__What you are asked to do__:
Each line of the listing that includes the string "Parser" needs to be located and copied.

__Record set__:
== Segment start ==

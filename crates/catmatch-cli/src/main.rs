mod report;
mod rescore;

use clap::{Parser, Subcommand};
use tracing_subscriber::EnvFilter;

#[derive(Debug, Parser)]
#[command(name = "catmatch-cli")]
#[command(about = "Cross-catalog product matching and price-anomaly tools")]
struct Cli {
    #[command(subcommand)]
    command: Option<Commands>,
}

#[derive(Debug, Subcommand)]
enum Commands {
    /// Database maintenance
    Db {
        #[command(subcommand)]
        command: DbCommands,
    },
    /// Find the best mytek candidates for a reference and/or name
    Match {
        #[arg(long)]
        reference: Option<String>,

        #[arg(long)]
        name: Option<String>,

        /// Maximum results; negative values are treated as 0
        #[arg(long, allow_negative_numbers = true)]
        top_n: Option<i64>,

        /// Minimum fused score, between 0 and 1
        #[arg(long)]
        min_confidence: Option<f64>,

        #[arg(long)]
        json: bool,
    },
    /// List the highest-scoring stored pairs
    Top {
        #[arg(long, allow_negative_numbers = true)]
        limit: Option<i64>,

        #[arg(long)]
        json: bool,
    },
    /// List groups of entries that describe the same product
    Duplicates {
        /// Similarity a pair must exceed, between 0 and 1
        #[arg(long)]
        threshold: Option<f64>,

        #[arg(long)]
        json: bool,
    },
    /// List matched pairs whose prices disagree
    Anomalies {
        /// Similarity a pair must exceed, between 0 and 1
        #[arg(long)]
        similarity_threshold: Option<f64>,

        /// Price gap a pair must exceed, in percent
        #[arg(long)]
        price_threshold: Option<f64>,

        #[arg(long)]
        json: bool,
    },
    /// Search both catalogs by reference substring
    Search {
        query: String,

        #[arg(long)]
        json: bool,
    },
    /// Print dashboard statistics
    Stats {
        #[arg(long)]
        json: bool,
    },
    /// Refresh the cached similarity scores
    Rescore {
        /// Recompute every entry, not just those with missing scores
        #[arg(long)]
        force: bool,

        /// Compute scores without writing them
        #[arg(long)]
        dry_run: bool,
    },
}

#[derive(Debug, Subcommand)]
enum DbCommands {
    /// Check that the database is reachable
    Ping,
    /// Apply pending migrations
    Migrate,
}

#[tokio::main]
async fn main() -> anyhow::Result<()> {
    dotenvy::dotenv().ok();

    let cli = Cli::parse();
    let Some(command) = cli.command else {
        println!("catmatch-cli ready; run with --help to list commands");
        return Ok(());
    };

    let config = catmatch_core::load_app_config()?;
    let env_filter = EnvFilter::try_from_default_env()
        .or_else(|_| EnvFilter::try_new(config.log_level.clone()))?;
    tracing_subscriber::fmt()
        .with_env_filter(env_filter)
        .with_writer(std::io::stderr)
        .init();

    // Commands validate their arguments before the first query opens a connection.
    let pool = catmatch_db::connect_lazy_from_app_config(&config)?;

    let policy = || catmatch_core::load_policy(&config.policy_path);
    match command {
        Commands::Db { command } => run_db(&pool, command).await,
        Commands::Match {
            reference,
            name,
            top_n,
            min_confidence,
            json,
        } => {
            report::run_match(
                &pool,
                &policy()?,
                report::MatchRequest {
                    reference,
                    name,
                    top_n,
                    min_confidence,
                },
                json,
            )
            .await
        }
        Commands::Top { limit, json } => report::run_top(&pool, &policy()?, limit, json).await,
        Commands::Duplicates { threshold, json } => {
            report::run_duplicates(&pool, &policy()?, threshold, json).await
        }
        Commands::Anomalies {
            similarity_threshold,
            price_threshold,
            json,
        } => {
            report::run_anomalies(
                &pool,
                &policy()?,
                similarity_threshold,
                price_threshold,
                json,
            )
            .await
        }
        Commands::Search { query, json } => report::run_search(&pool, &query, json).await,
        Commands::Stats { json } => report::run_stats(&pool, &policy()?, json).await,
        Commands::Rescore { force, dry_run } => {
            rescore::run_rescore(&pool, &policy()?, force, dry_run).await
        }
    }
}

async fn run_db(pool: &sqlx::PgPool, command: DbCommands) -> anyhow::Result<()> {
    match command {
        DbCommands::Ping => {
            catmatch_db::health_check(pool).await?;
            println!("database ok");
        }
        DbCommands::Migrate => {
            let applied = catmatch_db::run_migrations(pool).await?;
            tracing::info!(applied, "migrations complete");
            println!("applied {applied} migration(s)");
        }
    }
    Ok(())
}
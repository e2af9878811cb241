mod api;
mod middleware;
mod scheduler;

use std::sync::Arc;

use tracing_subscriber::EnvFilter;

use crate::api::{build_app, default_rate_limit_state, AppState};

#[tokio::main]
async fn main() -> anyhow::Result<()> {
    dotenvy::dotenv().ok();
    let config = catmatch_core::load_app_config()?;
    let env_filter = EnvFilter::try_from_default_env()
        .or_else(|_| EnvFilter::try_new(config.log_level.clone()))?;
    tracing_subscriber::fmt().with_env_filter(env_filter).init();

    let policy = Arc::new(catmatch_core::load_policy(&config.policy_path)?);
    tracing::info!(
        env = %config.env,
        policy = %config.policy_path.display(),
        "configuration loaded"
    );

    let pool = catmatch_db::connect_from_app_config(&config).await?;
    catmatch_db::run_migrations(&pool).await?;

    let _scheduler =
        scheduler::build_scheduler(pool.clone(), &config, Arc::clone(&policy)).await?;

    let app = build_app(AppState { pool, policy }, default_rate_limit_state());

    let listener = tokio::net::TcpListener::bind(config.bind_addr).await?;
    tracing::info!(addr = %config.bind_addr, "catmatch-server listening");
    axum::serve(listener, app)
        .with_graceful_shutdown(shutdown_signal())
        .await?;
    Ok(())
}

async fn shutdown_signal() {
    let ctrl_c = async {
        tokio::signal::ctrl_c()
            .await
            .expect("failed to listen for ctrl-c");
    };

    #[cfg(unix)]
    let terminate = async {
        tokio::signal::unix::signal(tokio::signal::unix::SignalKind::terminate())
            .expect("failed to install signal handler")
            .recv()
            .await;
    };

    #[cfg(not(unix))]
    let terminate = std::future::pending::<()>();

    tokio::select! {
        () = ctrl_c => {},
        () = terminate => {},
    }

    tracing::info!("received shutdown signal, starting graceful shutdown");
}
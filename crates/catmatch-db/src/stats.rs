//! Per-vendor catalog statistics.

use rust_decimal::Decimal;
use sqlx::PgPool;

use crate::DbError;

/// Aggregate figures for one vendor's side of the catalog.
#[derive(Debug, Clone, sqlx::FromRow)]
pub struct VendorStatsRow {
    pub vendor: String,
    /// Entries carrying this vendor's reference.
    pub total_products: i64,
    pub brand_count: i64,
    pub category_count: i64,
    /// `None` when none of the vendor's rows has a price.
    pub avg_price: Option<Decimal>,
}

/// Returns one stats row per vendor, `tunisianet` first.
///
/// # Errors
///
/// Returns [`DbError::Sqlx`] if the query fails.
pub async fn vendor_stats(pool: &PgPool) -> Result<Vec<VendorStatsRow>, DbError> {
    let rows = sqlx::query_as::<_, VendorStatsRow>(
        "SELECT vendor, total_products, brand_count, category_count, avg_price FROM ( \
         SELECT 'tunisianet' AS vendor, \
                COUNT(*) AS total_products, \
                COUNT(DISTINCT brand) AS brand_count, \
                COUNT(DISTINCT category) AS category_count, \
                AVG(tunisianet_price) AS avg_price \
         FROM catalog_entries \
         WHERE NULLIF(BTRIM(tunisianet_reference), '') IS NOT NULL \
         UNION ALL \
         SELECT 'mytek', \
                COUNT(*), \
                COUNT(DISTINCT brand), \
                COUNT(DISTINCT category), \
                AVG(mytek_price) \
         FROM catalog_entries \
         WHERE NULLIF(BTRIM(mytek_reference), '') IS NOT NULL \
         ) stats \
         ORDER BY vendor = 'mytek', vendor",
    )
    .fetch_all(pool)
    .await?;

    Ok(rows)
}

== Segment end ==

__Response area__:
use clap::{Parser, Subcommand};
#[derive(Debug, Parser)]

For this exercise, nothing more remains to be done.